Je suis parti de là où j’étais, et mon premier itinéraire me mena à travers un massif montagneux colossal, un édifice pyramidal inébranlable et vertigineux. Par chance, la nature m’a doté d’un pied sûr, d’un bon sens de l’orientation, et d’une excellente capacité d’endurance. La marche fut longue. L’ascension pénible. Mais le terrain solide et tracé m’offrit une claire perception d’où aller et de ce qui m’attendait. J’ai croisé la route de prédateurs féroces et affamés, de bêtes fourbes et rusées. J’ai traversé des torrents déchaînés, des pierriers instables. J’ai connu le froid, la faim, la soif. Mais j’ai su faire preuve d’une attention continuelle et de beaucoup de prudence. Je ne suis jamais tombé. Je ne me suis jamais laissé prendre. J’ai supporté, et j’ai enduré. Franchissant des cols, escaladant des falaises, je me suis accroché. Mon ascension me mena à des altitudes que peu d’entre nous connaîtront. Là haut, j’ai connu l’aridité, la glace, la solitude et la mort ; nul homme n’est fait pour de telles hauteurs. Et puis je suis redescendu sur l’autre versant ; et après un petit bout de chemin je suis finalement parvenu à Rome.
De là, j’ai pris un avion et, ayant un nouveau point de départ, j’ai suivi la direction qui menait à Rome ; cette fois c’était par la mer.

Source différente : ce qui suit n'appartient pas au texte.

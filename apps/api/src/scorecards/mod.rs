//! Scorecard repository: read access to scorecard definitions.
//!
//! The engine holds an `Arc<dyn ScorecardRepository>`. Production wires
//! `CachedScorecardRepository<PgScorecardRepository>`; tests use in-memory stubs.

use async_trait::async_trait;
use thiserror::Error;
use uuid::Uuid;

pub mod cache;
pub mod postgres;

pub use cache::CachedScorecardRepository;
pub use postgres::PgScorecardRepository;

use crate::models::scorecard::Scorecard;

#[derive(Debug, Error)]
pub enum RepositoryError {
    #[error("Database error: {0}")]
    Database(#[from] sqlx::Error),

    #[error("Stored scorecard is invalid: {0}")]
    InvalidData(String),
}

#[async_trait]
pub trait ScorecardRepository: Send + Sync {
    /// Returns `Ok(None)` when no scorecard has this id.
    async fn get_scorecard(&self, id: Uuid) -> Result<Option<Scorecard>, RepositoryError>;
}
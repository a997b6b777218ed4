// Profile-to-scorecard matching engine.
// Flow: chunk profile → embed once → per criterion (retrieve → judge) → aggregate.
// All LLM calls go through llm_client; all embedding calls go through embeddings.

use std::str::FromStr;
use std::time::Duration;

use serde::{Deserialize, Serialize};
use thiserror::Error;
use uuid::Uuid;

use crate::embeddings::EmbeddingError;
use crate::scorecards::RepositoryError;

pub mod aggregator;
pub mod chunker;
pub mod engine;
pub mod handlers;
pub mod judge;
pub mod models;
pub mod prompts;
pub mod retriever;

pub use engine::MatchEngine;

/// Terminal failures. Anything per-criterion degrades locally and never
/// surfaces here.
#[derive(Debug, Error)]
pub enum MatchError {
    #[error("Scorecard {0} not found")]
    ScorecardNotFound(Uuid),

    #[error("Profile contains no analyzable text")]
    NoEvidence,

    #[error("Embedding provider failed: {0}")]
    EmbeddingProvider(#[from] EmbeddingError),

    #[error("Scorecard repository failed: {0}")]
    Repository(#[from] RepositoryError),

    #[error("Match did not complete within {0:?}")]
    Timeout(Duration),
}

/// What to do with a criterion for which retrieval found no evidence.
#[derive(Debug, Clone, Copy, Default, PartialEq, Eq, Serialize, Deserialize)]
#[serde(rename_all = "snake_case")]
pub enum NoEvidencePolicy {
    /// Leave it out of both numerator and denominator.
    #[default]
    Exclude,
    /// Score it at the bottom of the scale.
    Floor,
}

impl FromStr for NoEvidencePolicy {
    type Err = String;

    fn from_str(s: &str) -> Result<Self, Self::Err> {
        match s.trim().to_ascii_lowercase().as_str() {
            "exclude" => Ok(NoEvidencePolicy::Exclude),
            "floor" => Ok(NoEvidencePolicy::Floor),
            other => Err(format!("expected 'exclude' or 'floor', got '{other}'")),
        }
    }
}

Le voyage ne fut pas de tout repos, bien au contraire. J’ai découvert (à mon grand malheur) que je n’ai pas du tout le pied marin ; ce fut terrible. J’étais accablé par les embruns, mon visage ruisselait en permanence d’une eau salée qui embuait mes yeux, inondait ma bouche, consumait ma peau et rongeait mes organes. Ballotté de tous côtés, je cherchais sans cesse quelque chose à quoi me raccrocher, mais je ne trouvais rien. Les cahots constants me donnèrent la nausée. La houle et les vagues me harcelèrent jour et nuit ; des mois durant il me fut impossible de trouver le sommeil. Je crus bien devenir fou. Au cœur de la tourmente, je ne sais quelle force me maintint en vie. Et puis la mer m’avala : je chavirai. Je pensai que c’en était fini de moi, que j’allais sombrer au plus profond des eaux troubles et obscures. J’ai flotté un moment, inerte, avant de perdre connaissance. Les dieux ont dû avoir pitié de moi, car lorsque j’ai repris connaissance j’étais sur la grève. En haillons mais en vie je me suis relevé, j’ai levé la tête, et j’ai dit : plus jamais ça !

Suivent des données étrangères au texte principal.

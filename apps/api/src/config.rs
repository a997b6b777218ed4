use std::str::FromStr;
use std::time::Duration;

use anyhow::{anyhow, Context, Result};

use crate::matching::NoEvidencePolicy;

/// Application configuration loaded from environment variables.
/// Startup fails if required variables are missing or malformed.
#[derive(Debug, Clone)]
pub struct Config {
    pub database_url: String,
    pub redis_url: String,
    pub anthropic_api_key: String,
    pub embedding: EmbeddingConfig,
    pub matching: MatchingConfig,
    pub scorecard_cache_ttl_secs: u64,
    /// Upper bound on any single Redis round trip.
    pub scorecard_cache_timeout: Duration,
    pub port: u16,
    pub rust_log: String,
}

#[derive(Debug, Clone)]
pub struct EmbeddingConfig {
    pub api_url: String,
    pub api_key: String,
    pub model: String,
    pub dimensions: usize,
}

/// Tuning knobs for the matching engine.
#[derive(Debug, Clone)]
pub struct MatchingConfig {
    pub top_k: usize,
    pub min_similarity: f32,
    pub max_concurrency: usize,
    pub judge_timeout: Duration,
    pub judge_max_retries: u32,
    pub match_timeout: Duration,
    pub no_evidence_policy: NoEvidencePolicy,
}

impl Default for MatchingConfig {
    fn default() -> Self {
        Self {
            top_k: 3,
            min_similarity: 0.2,
            max_concurrency: 16,
            judge_timeout: Duration::from_secs(8),
            judge_max_retries: 1,
            match_timeout: Duration::from_secs(60),
            no_evidence_policy: NoEvidencePolicy::Exclude,
        }
    }
}

impl Config {
    pub fn from_env() -> Result<Self> {
        dotenvy::dotenv().ok(); // load .env if present; ignore if missing

        let defaults = MatchingConfig::default();

        Ok(Config {
            database_url: require_env("DATABASE_URL")?,
            redis_url: require_env("REDIS_URL")?,
            anthropic_api_key: require_env("ANTHROPIC_API_KEY")?,
            embedding: EmbeddingConfig {
                api_url: optional_env("EMBEDDING_API_URL")
                    .unwrap_or_else(|| "https://api.openai.com/v1".to_string()),
                api_key: require_env("EMBEDDING_API_KEY")?,
                model: optional_env("EMBEDDING_MODEL")
                    .unwrap_or_else(|| "text-embedding-3-small".to_string()),
                dimensions: parse_env("EMBEDDING_DIMENSIONS", 1536)?,
            },
            matching: MatchingConfig {
                top_k: parse_env("MATCH_TOP_K", defaults.top_k)?,
                min_similarity: parse_env("MATCH_MIN_SIMILARITY", defaults.min_similarity)?,
                max_concurrency: parse_env("MATCH_MAX_CONCURRENCY", defaults.max_concurrency)?,
                judge_timeout: Duration::from_secs(parse_env(
                    "JUDGE_TIMEOUT_SECS",
                    defaults.judge_timeout.as_secs(),
                )?),
                judge_max_retries: parse_env("JUDGE_MAX_RETRIES", defaults.judge_max_retries)?,
                match_timeout: Duration::from_secs(parse_env(
                    "MATCH_TIMEOUT_SECS",
                    defaults.match_timeout.as_secs(),
                )?),
                no_evidence_policy: parse_env("NO_EVIDENCE_POLICY", defaults.no_evidence_policy)?,
            },
            scorecard_cache_ttl_secs: parse_env("SCORECARD_CACHE_TTL_SECS", 300)?,
            scorecard_cache_timeout: Duration::from_millis(parse_env(
                "SCORECARD_CACHE_TIMEOUT_MS",
                250,
            )?),
            port: parse_env("PORT", 8080)?,
            rust_log: optional_env("RUST_LOG").unwrap_or_else(|| "info".to_string()),
        })
    }
}

fn require_env(key: &str) -> Result<String> {
    std::env::var(key).with_context(|| format!("Required environment variable '{key}' is not set"))
}

fn optional_env(key: &str) -> Option<String> {
    std::env::var(key).ok().filter(|v| !v.trim().is_empty())
}

fn parse_env<T>(key: &str, default: T) -> Result<T>
where
    T: FromStr,
    T::Err: std::fmt::Display,
{
    match optional_env(key) {
        Some(raw) => parse_value(key, &raw),
        None => Ok(default),
    }
}

fn parse_value<T>(key: &str, raw: &str) -> Result<T>
where
    T: FromStr,
    T::Err: std::fmt::Display,
{
    raw.trim()
        .parse::<T>()
        .map_err(|e| anyhow!("{key} has an invalid value '{raw}': {e}"))
}

#[cfg(test)]
mod tests {
    use super::*;

    #[test]
    fn test_matching_defaults() {
        let m = MatchingConfig::default();
        assert_eq!(m.top_k, 3);
        assert_eq!(m.judge_max_retries, 1);
        assert!(m.judge_timeout.as_secs() < 10);
        assert_eq!(m.no_evidence_policy, NoEvidencePolicy::Exclude);
    }

    #[test]
    fn test_parse_value_reports_key_on_error() {
        let err = parse_value::<u16>("PORT", "eighty").unwrap_err();
        assert!(err.to_string().contains("PORT"));
    }

    #[test]
    fn test_parse_value_policy() {
        let policy: NoEvidencePolicy = parse_value("NO_EVIDENCE_POLICY", " floor ").unwrap();
        assert_eq!(policy, NoEvidencePolicy::Floor);
        assert!(parse_value::<NoEvidencePolicy>("NO_EVIDENCE_POLICY", "skip").is_err());
    }
}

J’aurais pu mettre un terme à mon étrange dessein et rentrer chez moi – bien d’autres à ma place l’auraient fait – mais, insensé ou téméraire, je rejoignis Rome et, de là, je pris un avion destiné à m’offrir un nouveau départ. J’avais espéré cette fois une promenade tranquille – au vu de ce que j’avais vécu auparavant – mais mon nouvel itinéraire me mena dans une aventure qui me mit encore plus à l’épreuve : je dus traverser un infini désert de sable, brûlant le jour, glaçant la nuit. Sans abri, je n’eus d’autre choix que de marcher, marcher, et encore marcher ; ne prenant du repos qu’à l’aube et au crépuscule quand la tiédeur de l’air m’offrait un soupçon de répit. J’ai connu une soif comme jamais auparavant. Quant à la faim… dans un monde où la vie s’est éteinte, impossible de trouver de quoi me nourrir. Je me suis littéralement desséché. « L’essentiel est de continuer, me suis-je dit. À chaque jour sa peine ». Mais dans cet univers d’une éternelle monotonie j’ai rapidement perdu toute notion de temps. L’esprit engourdi, j’ai avancé tel un somnambule, sans savoir si j’allais dans la bonne direction ou si j’étais en train de me perdre à jamais. Or, il est un stade où l’on ne se pose plus aucune question ; avancer, un pas après l’autre, voilà tout. Dans cet état, plus proche de la bête que de l’homme, je suis parvenu à Rome.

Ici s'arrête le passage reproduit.